Stanley Morgan Jr. (born September 7, 1996) is an American football wide receiver for the Cincinnati Bengals of the National Football League (NFL). He played college football at Nebraska and signed with the Bengals as an undrafted free agent in 2019.

Professional career

Morgan signed with the Cincinnati Bengals as an undrafted free agent following the 2019 NFL Draft. He was waived during final roster cuts on August 31, 2019 and signed to the practice squad the next day.
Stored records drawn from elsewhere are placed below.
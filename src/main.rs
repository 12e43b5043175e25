//! Rift demo binary
//!
//! Seeds an in-memory store with generated match history, then walks the
//! full pipeline: index, optimized queries, batch analytics, incremental
//! update.

use rift::batch::{AnalyticsBatchProcessor, BatchOptions, BatchProcessor};
use rift::engine::{AnalyticsEngine, BasicAnalyticsEngine, CacheInvalidator};
use rift::incremental::{CheckpointManager, IncrementalAnalyticsUpdater};
use rift::index::MatchIndex;
use rift::query::{AnalyticsFilters, QueryKind, QueryOptimizer};
use rift::store::{InMemoryMatchStore, Match, MatchStore, Participant, BLUE_TEAM, RED_TEAM};
use std::sync::Arc;
use tracing_subscriber::{layer::SubscriberExt, util::SubscriberInitExt};

const ROLES: [&str; 5] = ["TOP", "JUNGLE", "MID", "ADC", "SUPPORT"];

#[tokio::main]
async fn main() -> Result<(), Box<dyn std::error::Error>> {
    // Initialize logging
    tracing_subscriber::registry()
        .with(tracing_subscriber::EnvFilter::new(
            std::env::var("RUST_LOG").unwrap_or_else(|_| "rift=info".into()),
        ))
        .with(tracing_subscriber::fmt::layer())
        .init();

    tracing::info!("Rift Match Analytics v{}", env!("CARGO_PKG_VERSION"));

    // Build and index demo data
    let store = Arc::new(InMemoryMatchStore::new());
    let index = Arc::new(MatchIndex::new());
    seed_demo_matches(&store, &index)?;

    let stats = index.stats()?;
    tracing::info!(
        matches = stats.total_matches_indexed,
        players = stats.players,
        champions = stats.champions,
        "index built"
    );

    // Optimized queries
    demo_queries(&store, &index).await?;

    // Batch analytics
    let engine = Arc::new(BasicAnalyticsEngine::new());
    demo_batch(&store, Arc::clone(&engine)).await?;

    // Incremental update against a temp checkpoint file
    demo_incremental(&store, engine).await?;

    tracing::info!("Rift demo complete");
    Ok(())
}

/// Generate 40 matches over the last 20 days for ten demo players
fn seed_demo_matches(
    store: &InMemoryMatchStore,
    index: &MatchIndex,
) -> Result<(), Box<dyn std::error::Error>> {
    let now = chrono::Utc::now().timestamp_millis();
    let day_ms = 24 * 3600 * 1000;

    for game in 0..40i64 {
        let mut m = Match::new(
            format!("DEMO_{}", 1000 + game),
            now - (game % 20) * day_ms - game * 60_000,
            if game % 4 == 0 { 440 } else { 420 },
        )
        .duration(1500 + game * 17);

        for slot in 0..10i64 {
            let player = format!("player-{}", (game + slot) % 10);
            let champion = (10 + ((game * 3 + slot * 7) % 40)) as i32;
            let team = if slot < 5 { BLUE_TEAM } else { RED_TEAM };
            let role = ROLES[(slot % 5) as usize];
            m = m.participant(
                Participant::new(player, champion, team, role)
                    .kda(
                        ((game + slot) % 12) as u32,
                        ((game + slot * 2) % 9) as u32,
                        ((game * 2 + slot) % 15) as u32,
                    )
                    .economy(8000 + (game * 100) as u64, 15000 + (slot * 900) as u64, 140),
            );
        }

        let m = m.winner(if (game + game / 7) % 2 == 0 { BLUE_TEAM } else { RED_TEAM });
        index.add_match(&m)?;
        store.insert(m)?;
    }
    Ok(())
}

async fn demo_queries(
    store: &Arc<InMemoryMatchStore>,
    index: &Arc<MatchIndex>,
) -> Result<(), Box<dyn std::error::Error>> {
    let optimizer = QueryOptimizer::new(
        Arc::clone(index),
        Arc::clone(store) as Arc<dyn MatchStore>,
    );

    let filters = AnalyticsFilters::new().player("player-1").last_days(30);
    let plan = optimizer.optimize(&filters, QueryKind::PlayerPerformance);
    tracing::info!(
        cost = plan.estimated_cost,
        tier = ?plan.cache_tier,
        steps = plan.steps.len(),
        "query plan for player-1"
    );

    let matches = optimizer
        .execute(&filters, QueryKind::PlayerPerformance)
        .await?;
    tracing::info!(results = matches.len(), "player-1, last 30 days");

    let wins = optimizer
        .execute(
            &AnalyticsFilters::new().player("player-1").wins_only(),
            QueryKind::PlayerPerformance,
        )
        .await?;
    tracing::info!(results = wins.len(), "player-1 wins");

    // Second execution of the same filters exercises the cache
    optimizer
        .execute(&filters, QueryKind::PlayerPerformance)
        .await?;

    for (kind, stats) in optimizer.statistics() {
        tracing::info!(
            %kind,
            executions = stats.executions,
            hits = stats.cache_hits,
            misses = stats.cache_misses,
            avg_ms = stats.avg_latency_ms,
            "query statistics"
        );
    }
    Ok(())
}

async fn demo_batch(
    store: &Arc<InMemoryMatchStore>,
    engine: Arc<BasicAnalyticsEngine>,
) -> Result<(), Box<dyn std::error::Error>> {
    let processor = Arc::new(BatchProcessor::new());
    let analytics = AnalyticsBatchProcessor::new(
        Arc::clone(&processor),
        engine as Arc<dyn AnalyticsEngine>,
        Arc::clone(store) as Arc<dyn MatchStore>,
    );

    let puuids: Vec<String> = (0..10).map(|i| format!("player-{}", i)).collect();
    let options = BatchOptions::new().on_progress(|progress| {
        if progress.is_complete() {
            tracing::info!(
                batch_id = %progress.batch_id,
                completed = progress.completed_tasks,
                "batch complete"
            );
        }
    });

    let report = analytics.batch_analyze_players(&puuids, options).await?;
    tracing::info!(
        completed = report.progress.completed_tasks,
        failed = report.progress.failed_tasks,
        success_rate = report.progress.success_rate(),
        "player analysis batch"
    );

    let metrics = processor.metrics();
    tracing::info!(
        batches = metrics.batches_processed,
        tasks = metrics.tasks_processed,
        avg_batch_ms = metrics.avg_batch_ms(),
        "processor metrics"
    );
    Ok(())
}

async fn demo_incremental(
    store: &Arc<InMemoryMatchStore>,
    engine: Arc<BasicAnalyticsEngine>,
) -> Result<(), Box<dyn std::error::Error>> {
    let checkpoint_path = std::env::temp_dir().join("rift-demo-checkpoints.json");
    // Fresh demo state on every run
    if checkpoint_path.exists() {
        std::fs::remove_file(&checkpoint_path)?;
    }
    let checkpoints = CheckpointManager::open(&checkpoint_path)?;
    let updater = IncrementalAnalyticsUpdater::new(
        Arc::clone(store) as Arc<dyn MatchStore>,
        engine as Arc<dyn AnalyticsEngine>,
        Arc::new(rift::engine::NullInvalidator) as Arc<dyn CacheInvalidator>,
        checkpoints,
    );

    let first = updater.update_player("player-1", false).await?;
    tracing::info!(
        matches = first.matches_processed,
        batches = first.batches_run,
        full = first.full_update,
        "first incremental pass"
    );

    let second = updater.update_player("player-1", false).await?;
    tracing::info!(
        matches = second.matches_processed,
        "second incremental pass (nothing new)"
    );

    let needing = updater.get_players_needing_updates(24).await?;
    tracing::info!(players = needing.len(), "players needing updates");
    Ok(())
}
He was promoted to the active roster on October 2, 2019.

On September 5, 2020, Morgan was waived by the Bengals and signed to the practice squad the next day. He was elevated to the active roster on November 14 for the team's week 10 game against the Pittsburgh Steelers, and reverted to the practice squad after the game. He was placed on the practice squad/COVID-19 list by the team on November 20, 2020, and restored to the practice squad on December 2. He was elevated again on December 5 for the week 13 game against the Miami Dolphins, and reverted to the practice squad again following the game. He was promoted to the active roster on December 12, 2020.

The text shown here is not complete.